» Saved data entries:
┌──
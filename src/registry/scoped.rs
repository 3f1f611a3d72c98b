use std::fmt;
use std::ops::Deref;

use super::{DefaultServiceRegistry, RegistryBuilder};
use crate::class::ServiceType;
use crate::config::{RegistryConfig, ScopeValidationConfig};
use crate::error::{RegistryError, RegistryResult};
use crate::key::ClassKey;
use crate::method::ProviderDetails;

/// Scope check applied to every provider added to a scoped registry.
#[derive(Debug, Clone)]
pub(crate) struct ScopeValidation {
    scope: ClassKey,
    config: ScopeValidationConfig,
}

impl ScopeValidation {
    pub(crate) fn new(scope: ClassKey, config: ScopeValidationConfig) -> Self {
        ScopeValidation { scope, config }
    }

    pub(crate) fn validate(&self, provider: &ProviderDetails, registry: &str) -> RegistryResult<()> {
        if !self.config.strict {
            return Ok(());
        }
        if provider.anonymous && self.config.allow_anonymous {
            return Ok(());
        }
        if self.config.suppressed_types.iter().any(|name| name == provider.type_name) {
            tracing::trace!(provider = provider.type_name, "scope validation suppressed");
            return Ok(());
        }

        match &provider.scopes {
            None => Err(RegistryError::IllegalArgument(format!(
                "The service provider '{}' is not annotated with a service scope. Annotate it with the '{}' scope to register it in the '{}' registry.",
                provider.name, self.scope, registry
            ))),
            Some(scopes) if scopes.contains(&self.scope) => Ok(()),
            Some(scopes) => {
                let declared = scopes.iter().map(ToString::to_string).collect::<Vec<_>>().join(", ");
                Err(RegistryError::IllegalArgument(format!(
                    "The service provider '{}' declares service scopes [{}] but is registered in the '{}' registry with scope '{}'. Add '{}' to its scopes or register it in a matching registry.",
                    provider.name, declared, registry, self.scope, self.scope
                )))
            }
        }
    }
}

/// A registry accepting only providers declared for its scope.
///
/// The scope is a marker type; providers list the scopes they belong to with
/// [`ProviderClass::service_scope`](crate::ProviderClass::service_scope).
/// Everything else behaves like the wrapped [`DefaultServiceRegistry`].
///
/// ```rust
/// use service_registry::{ClassKey, ProviderClass, ScopedServiceRegistry, ServiceRegistrationProvider};
///
/// struct BuildScope;
/// service_registry::annotation_type!(BuildScope);
///
/// struct Unscoped;
/// impl ServiceRegistrationProvider for Unscoped {
///     fn describe(_class: &mut ProviderClass<Self>) {}
/// }
///
/// struct Scoped;
/// impl ServiceRegistrationProvider for Scoped {
///     fn describe(class: &mut ProviderClass<Self>) {
///         class.service_scope(&[ClassKey::of::<BuildScope>()]);
///     }
/// }
///
/// let registry = ScopedServiceRegistry::new::<BuildScope>("build");
/// assert!(registry.add_provider(Scoped).is_ok());
/// assert!(registry.add_provider(Unscoped).is_err());
/// ```
#[derive(Clone)]
pub struct ScopedServiceRegistry {
    registry: DefaultServiceRegistry,
    scope: ClassKey,
}

impl ScopedServiceRegistry {
    /// A scoped registry without parents, with the default validation
    /// settings.
    pub fn new<S: ServiceType>(display_name: impl Into<String>) -> Self {
        Self::with_config::<S>(display_name, &[], ScopeValidationConfig::default())
    }

    /// A scoped registry delegating to `parents`.
    pub fn with_config<S: ServiceType>(
        display_name: impl Into<String>,
        parents: &[DefaultServiceRegistry],
        config: ScopeValidationConfig,
    ) -> Self {
        Self::build(Self::builder::<S>(config).name(display_name).parents(parents), ClassKey::of::<S>())
    }

    /// A scoped registry configured from `config`, delegating to `parents`.
    pub fn from_config<S: ServiceType>(config: &RegistryConfig, parents: &[DefaultServiceRegistry]) -> Self {
        let builder = Self::builder::<S>(config.scope_validation.clone()).config(config).parents(parents);
        Self::build(builder, ClassKey::of::<S>())
    }

    fn builder<S: ServiceType>(config: ScopeValidationConfig) -> RegistryBuilder {
        DefaultServiceRegistry::builder().scope_validation(ScopeValidation::new(ClassKey::of::<S>(), config))
    }

    fn build(builder: RegistryBuilder, scope: ClassKey) -> Self {
        ScopedServiceRegistry { registry: builder.build_empty(), scope }
    }

    /// The scope marker of this registry.
    pub fn scope(&self) -> ClassKey {
        self.scope
    }

    pub fn into_inner(self) -> DefaultServiceRegistry {
        self.registry
    }
}

impl Deref for ScopedServiceRegistry {
    type Target = DefaultServiceRegistry;

    fn deref(&self) -> &DefaultServiceRegistry {
        &self.registry
    }
}

impl fmt::Debug for ScopedServiceRegistry {
    fn fmt(&self, f: &mut fmt::Formatter<'_>) -> fmt::Result {
        f.debug_struct("ScopedServiceRegistry")
            .field("registry", &self.registry)
            .field("scope", &self.scope)
            .finish()
    }
}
└──
» The task: What is needed is the number of lines above that include the string "Some", and nothing else.

» Written response: 2